Z tą myślą otwierał chwilę później właściwe drzwi. Nieco zaskoczyły go egipskie ciemności, jakie panowały w środku, więc na ślepo odszukał włącznik światła. Po chwili całe pomieszczenie było już doskonale widoczne, a aspirant omal nie wyzionął ducha, kiedy dostrzegł siedzącą za biurkiem Tosię. Jego służbowa partnerka ukryła twarz w dłoniach i tak naprawdę Sebastian nie był w stanie nawet stwierdzić, czy w ogóle oddycha. Był blady jak ściana, kiedy szybkim krokiem podchodził do kobiety. Kiedy już znalazł się obok, potrząsnął jej ramieniem.

— Ej, Tosia — rzucił wyraźnie zaniepokojony. — Słyszysz?

Odetchnęła ciężko, co przyniosło mu niemałą ulgę. Oddychała i żyła. To było najważniejsze.

— Słyszę... — wymamrotała słabo. — Strasznie boli mnie głowa, dlatego zgasiłam przed chwilą lampkę na biurku — dodała zdławionym szeptem.

— Coś sobie zrobiłaś na zdarzeniu? — zapytał ostrożnie, odłożył papiery na jej biurko, a sam przykucnął tuż obok niej.

— Nie — mruknęła. — Od rana mnie bolała, ale po tym wszystkim zaczęła mocniej. Nie wiem, jak dojadę do domu. Ledwo widzę na oczy, kręci mi się w głowie i mam ochotę zwymiotować...

Mówiła coraz ciszej i słabiej, co uświadomiło mu, że naprawdę nie było ciekawie. Odetchnął ciężko, delikatnie przesuwając dłonią po jej plecach.

— Wstawaj, jedziesz do mnie. Dam znać Izie, że nie wrócisz dzisiaj do domu — oświadczył pewnie, wstał, podszedł do swojego biurka, sprawnie zebrał z niego wszystkie rzeczy, wyłączył komputer i już po chwili z powrotem pojawił się przy Tosi, która właśnie kończyła wkładać do kieszeni telefon.

Podniosła na niego wzrok. W bursztynowych tęczówkach dostrzegł całe mnóstwo bólu. Niemal szkliły się od łez.

— A-ale ja mam jeszcze tyle roboty... — wydukała.

— Nie bój się, nie ucieknie ci — westchnął ciężko, nim wyłączył jej laptopa, a potem wyczekująco spojrzał na kobietę.

Dobrze wiedziała, że czeka, aż wstanie, toteż wreszcie podniosła się z zajmowanego miejsca. Dopiero teraz zdała sobie sprawę, jak fatalnie się czuła.

— Dasz radę sama iść? — zapytał, na co pokiwała twierdząco głową.

Wyszli z pokoju chwilę później. Przez całą drogę, najpierw do pokoju dyżurnego, a potem na parking szedł nieco za nią, chcąc asekurować kobietę w razie ewentualnego upadku. W ten sposób dotarli do jego samochodu. Marznący deszcz, który siąpił nie tak dawno temu, zamienił się w gęsto padający śnieg, którego cienka warstwa zdążyła się już zgromadzić na ich głowach i ramionach.

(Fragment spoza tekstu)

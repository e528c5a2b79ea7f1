use std::io::Error as IoError;
use std::result::Result;

use actix_http::Request;
use actix_service::IntoServiceFactory;
use actix_web::body::MessageBody;
use actix_web::dev::{AppConfig, Response, ServiceFactory, ServiceRequest, ServiceResponse};
use actix_web::web;
use actix_web::{App, HttpServer};

use storefront_common::config::WebApiRouteCfg;

use crate::api::web::AppRouteTable;

/*
 * `App` is not meant to be passed around between functions, the `impl Trait`
 * return type below is the workaround described in actix-web FAQ :
 * https://github.com/actix/actix-web/wiki/FAQ#how-can-i-return-app-from-a-function--why-is-appentry-private
 *
 * The route table selected by API version only decides which handlers are
 * available, the paths come from configuration.
 * */
pub fn app_web_service(
    mut route_table: AppRouteTable,
    path_prefix: &str,
    cfg_routes: Vec<WebApiRouteCfg>,
) -> (
    App<
        impl ServiceFactory<
            ServiceRequest,
            Response = ServiceResponse<impl MessageBody>,
            Error = actix_web::error::Error,
            Config = (),
            InitError = (),
        >,
    >,
    usize,
) {
    let mut num_applied = 0usize;
    let num_applied_p = &mut num_applied;
    let cfg_fn = move |c: &mut web::ServiceConfig| {
        *num_applied_p = cfg_routes
            .into_iter()
            .filter_map(|rcfg| {
                route_table
                    .entries
                    .remove(rcfg.handler.as_str())
                    .map(|found| (rcfg.path, found))
            })
            .map(|(path, route_found)| {
                c.route(path.as_str(), route_found);
            })
            .count();
    };
    let path_prefix = format!("/{}", path_prefix.trim_matches('/'));
    let scope = web::scope(path_prefix.as_str()).configure(cfg_fn);
    let app = App::new().service(scope);
    (app, num_applied)
}

pub fn net_server_listener<F, I, S, B>(
    app_init_cb: F,
    domain_host: &str,
    port: u16,
) -> Result<HttpServer<F, I, S, B>, IoError>
where
    F: Fn() -> I + Clone + Send + 'static,
    I: IntoServiceFactory<S, Request>,
    S: ServiceFactory<Request, Config = AppConfig> + 'static,
    S::Error: Into<actix_web::error::Error>,
    S::InitError: std::fmt::Debug,
    S::Response: Into<Response<B>>,
    B: MessageBody + 'static,
{
    let domain = format!("{domain_host}:{port}");
    HttpServer::new(app_init_cb).bind(domain)
}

Gdy tylko Brodzki otworzył bmw, Tosia niemal odruchowo zajęła miejsce na fotelu pasażera. Aspirant wsiadł za kierownicę, odpalił, a potem zaczął ostrożnie wycofywać z miejsca parkingowego. Koła mocno ślizgały się na skutej lodem nawierzchni, co skłoniło go do rzucania przekleństwa za każdym razem, kiedy samochód nie zachowywał się tak, jak tego od niego oczekiwał.

Opuszczenie parkingu zajęło mu nieco więcej czasu niż zazwyczaj, ale ostatecznie się udało. Na ulicy przyczepność była już odrobinę lepsza, dzięki czemu mógł rozwinąć delikatnie większą prędkość. Droga do jego mieszkania i tak wydłużyła się o prawie dziesięć minut, ale przynajmniej dowiózł siebie oraz Tosię w jednym kawałku. Kiedy zatrzymał się pod blokiem, odetchnął ciężko, nieco poluzował uścisk dłoni na kierownicy i obejrzał się na siedzącą obok niego kobietę. Miała przymknięte oczy. Głowę oparła o ramię i wyglądało na to, że spała.

— Czemu ty nigdy nie dasz sobie pomóc, tylko testujesz własną wytrzymałość aż do granic, co? — rzucił, nie licząc na to, że mu odpowie.

— Nie wiem — mruknęła żałośnie, nim z bolesnym westchnieniem otworzyła drzwi i wysiadła z samochodu.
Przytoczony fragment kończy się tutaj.